In the years before the Depression, enrollment at the high school climbed steadily. In 1909, the high school held 198 students. By the fall of 1922, high school enrollment topped 500 for the first time in the school’s history and climbed to 852 in 1931–32. The following year, enrollment fell to 680, but by the mid 1930s, the numbers had recovered somewhat to “considerably above the 700 mark.”14

The stock market wasn’t the only thing to come crashing down in 1929. That same year the Shirt Factory was demolished.

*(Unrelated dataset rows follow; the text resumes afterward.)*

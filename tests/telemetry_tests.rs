use scalebar_rs::telemetry::init_default_tracing;

#[test]
fn default_tracing_installs_at_most_once() {
    let first = init_default_tracing();
    let second = init_default_tracing();

    assert_eq!(first, cfg!(feature = "telemetry"));
    assert!(!second);
}
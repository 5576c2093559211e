//! Post-processing of rendered scale-bar rasters.

pub mod dual;
pub mod transform;

pub use dual::{
    ALPHA_THRESHOLD, SAMPLE_OFFSET_PX, align_dual, align_dual_with_spacing, compose_dual,
    leading_edge, pad_leading, zero_end_reversed,
};
pub use transform::{content_bounds, crop_to_content, rotate, rotated_point, rotated_size};
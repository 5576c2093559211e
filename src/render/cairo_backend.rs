use cairo::{Context, Format, ImageSurface};
use image::{Rgba, RgbaImage};
use pango::FontDescription;

use crate::error::{ScaleBarError, ScaleBarResult};
use crate::render::{
    Color, FontStyle, LineCap, RectPrimitive, RenderFrame, Renderer, TextHAlign, TextPrimitive,
    TextVAlign,
};

#[derive(Debug, Clone, Copy, PartialEq, Eq, Default)]
pub struct CairoRenderStats {
    pub lines_drawn: usize,
    pub rects_drawn: usize,
    pub texts_drawn: usize,
}

/// Optional extension trait for renderers that can draw into an external Cairo
/// context (for example a GTK `DrawingArea` callback).
pub trait CairoContextRenderer {
    fn render_on_cairo_context(
        &mut self,
        context: &Context,
        frame: &RenderFrame,
    ) -> ScaleBarResult<()>;
}

/// Cairo + Pango + PangoCairo renderer backend.
///
/// Unlike the software renderer it resolves font family, style and weight
/// through fontconfig.
#[derive(Debug)]
pub struct CairoRenderer {
    clear_color: Color,
    last_stats: CairoRenderStats,
}

impl Default for CairoRenderer {
    fn default() -> Self {
        Self::new()
    }
}

impl CairoRenderer {
    #[must_use]
    pub fn new() -> Self {
        Self {
            clear_color: Color::TRANSPARENT,
            last_stats: CairoRenderStats::default(),
        }
    }

    #[must_use]
    pub fn backend_name(&self) -> &'static str {
        "cairo+pango+pangocairo"
    }

    #[must_use]
    pub fn clear_color(&self) -> Color {
        self.clear_color
    }

    pub fn set_clear_color(&mut self, color: Color) -> ScaleBarResult<()> {
        color.validate()?;
        self.clear_color = color;
        Ok(())
    }

    #[must_use]
    pub fn last_stats(&self) -> CairoRenderStats {
        self.last_stats
    }

    fn render_with_context(&mut self, context: &Context, frame: &RenderFrame) -> ScaleBarResult<()> {
        frame.validate()?;
        self.clear_color.validate()?;

        context.set_operator(cairo::Operator::Source);
        apply_color(context, self.clear_color);
        context
            .paint()
            .map_err(|err| map_backend_error("failed to clear surface", err))?;
        context.set_operator(cairo::Operator::Over);

        let mut stats = CairoRenderStats::default();

        for rect in &frame.rects {
            draw_rect(context, *rect)?;
            stats.rects_drawn += 1;
        }

        for line in &frame.lines {
            if line.stroke_width <= 0.0 {
                continue;
            }
            apply_color(context, line.color);
            context.set_line_width(line.stroke_width);
            context.set_line_cap(match line.cap {
                LineCap::Butt => cairo::LineCap::Butt,
                LineCap::Projecting => cairo::LineCap::Square,
            });
            context.move_to(line.x1, line.y1);
            context.line_to(line.x2, line.y2);
            context
                .stroke()
                .map_err(|err| map_backend_error("failed to stroke line", err))?;
            stats.lines_drawn += 1;
        }

        for text in &frame.texts {
            draw_text(context, text)?;
            stats.texts_drawn += 1;
        }

        self.last_stats = stats;
        Ok(())
    }
}

impl Renderer for CairoRenderer {
    fn render(&mut self, frame: &RenderFrame) -> ScaleBarResult<RgbaImage> {
        frame.validate()?;
        let (width, height) = (frame.viewport.width, frame.viewport.height);
        let surface_size = |value: u32| {
            i32::try_from(value).map_err(|_| ScaleBarError::InvalidViewport { width, height })
        };
        let mut surface =
            ImageSurface::create(Format::ARgb32, surface_size(width)?, surface_size(height)?)
                .map_err(|err| map_backend_error("failed to create cairo surface", err))?;
        {
            let context = Context::new(&surface)
                .map_err(|err| map_backend_error("failed to create cairo context", err))?;
            self.render_with_context(&context, frame)?;
        }
        surface.flush();

        let stride = usize::try_from(surface.stride())
            .map_err(|_| ScaleBarError::Backend("negative cairo stride".to_owned()))?;
        let data = surface
            .data()
            .map_err(|err| ScaleBarError::Backend(format!("failed to read cairo surface: {err}")))?;
        Ok(RgbaImage::from_fn(width, height, |x, y| {
            let offset = y as usize * stride + x as usize * 4;
            let argb = u32::from_ne_bytes([
                data[offset],
                data[offset + 1],
                data[offset + 2],
                data[offset + 3],
            ]);
            unpremultiply(argb)
        }))
    }
}

impl CairoContextRenderer for CairoRenderer {
    fn render_on_cairo_context(
        &mut self,
        context: &Context,
        frame: &RenderFrame,
    ) -> ScaleBarResult<()> {
        self.render_with_context(context, frame)
    }
}

fn apply_color(context: &Context, color: Color) {
    context.set_source_rgba(color.red, color.green, color.blue, color.alpha);
}

fn draw_rect(context: &Context, rect: RectPrimitive) -> ScaleBarResult<()> {
    context.rectangle(rect.x, rect.y, rect.width, rect.height);
    apply_color(context, rect.fill_color);
    if rect.border_width > 0.0 && rect.border_color.is_visible() {
        context
            .fill_preserve()
            .map_err(|err| map_backend_error("failed to fill rectangle", err))?;
        apply_color(context, rect.border_color);
        context.set_line_width(rect.border_width);
        context.set_line_cap(cairo::LineCap::Butt);
        context
            .stroke()
            .map_err(|err| map_backend_error("failed to stroke rectangle border", err))
    } else {
        context
            .fill()
            .map_err(|err| map_backend_error("failed to fill rectangle", err))
    }
}

fn draw_text(context: &Context, text: &TextPrimitive) -> ScaleBarResult<()> {
    let layout = pangocairo::functions::create_layout(context);
    let mut font_description = FontDescription::new();
    font_description.set_family(text.font.family.name());
    font_description.set_style(match text.font.style {
        FontStyle::Normal => pango::Style::Normal,
        FontStyle::Italic => pango::Style::Italic,
        FontStyle::Oblique => pango::Style::Oblique,
    });
    font_description.set_weight(if text.font.weight.is_bold() {
        pango::Weight::Bold
    } else {
        pango::Weight::Normal
    });
    font_description.set_absolute_size(text.font_size_px * f64::from(pango::SCALE));
    layout.set_font_description(Some(&font_description));
    layout.set_text(&text.text);

    let (text_width, text_height) = layout.pixel_size();
    let (text_width, text_height) = (f64::from(text_width), f64::from(text_height));
    let baseline = f64::from(layout.baseline()) / f64::from(pango::SCALE);
    let anchor_x = match text.h_align {
        TextHAlign::Left => 0.0,
        TextHAlign::Center => text_width / 2.0,
        TextHAlign::Right => text_width,
    };
    let anchor_y = match text.v_align {
        TextVAlign::Top => 0.0,
        TextVAlign::Center => text_height / 2.0,
        TextVAlign::CenterBaseline => baseline / 2.0,
        TextVAlign::Baseline => baseline,
        TextVAlign::Bottom => text_height,
    };

    context
        .save()
        .map_err(|err| map_backend_error("failed to save cairo state", err))?;
    context.translate(text.x, text.y);
    // Cairo angles turn clockwise in y-down space.
    context.rotate(-text.rotation_deg.to_radians());
    context.move_to(-anchor_x, -anchor_y);
    pangocairo::functions::layout_path(context, &layout);
    if text.stroke_width_px > 0.0 && text.stroke_color.is_visible() {
        apply_color(context, text.stroke_color);
        context.set_line_width(text.stroke_width_px);
        context.set_line_join(cairo::LineJoin::Round);
        context
            .stroke_preserve()
            .map_err(|err| map_backend_error("failed to stroke text halo", err))?;
    }
    apply_color(context, text.color);
    context
        .fill()
        .map_err(|err| map_backend_error("failed to fill text", err))?;
    context
        .restore()
        .map_err(|err| map_backend_error("failed to restore cairo state", err))
}

fn unpremultiply(argb: u32) -> Rgba<u8> {
    let alpha = (argb >> 24) as u8;
    if alpha == 0 {
        return Rgba([0, 0, 0, 0]);
    }
    let channel = |shift: u32| {
        let premultiplied = u32::from((argb >> shift) as u8);
        ((premultiplied * 255 + u32::from(alpha) / 2) / u32::from(alpha)).min(255) as u8
    };
    Rgba([channel(16), channel(8), channel(0), alpha])
}

fn map_backend_error(prefix: &str, err: cairo::Error) -> ScaleBarError {
    ScaleBarError::Backend(format!("{prefix}: {err}"))
}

An editorial in the September 19 edition of The Red and Blue waxed eloquently on this demise: “…we don’t forget our athletic ups and downs, our literary, forensic and thespian activities there. A building does not make a school: it is the student body that classifies it. So when you see apartment houses on the south side of Hayes Street opposite St. Mary’s Hospital, just remember that all the spirit and loyalty has moved up a block or so, and that the students of the new St. Ignatius High School are even more interested and enthusiastic for bigger and better accomplishments for their new school.” In the November 15 edition, as the demolition progressed, The Red and Blue struck a lighter tone: “We bid you goodbye, school of cold winters and JUG all the time. The rambling shack of wood is now a gigantic pile of toothpicks.” The paper made no mention of another great demolition — that of the stock market — which occurred two weeks earlier.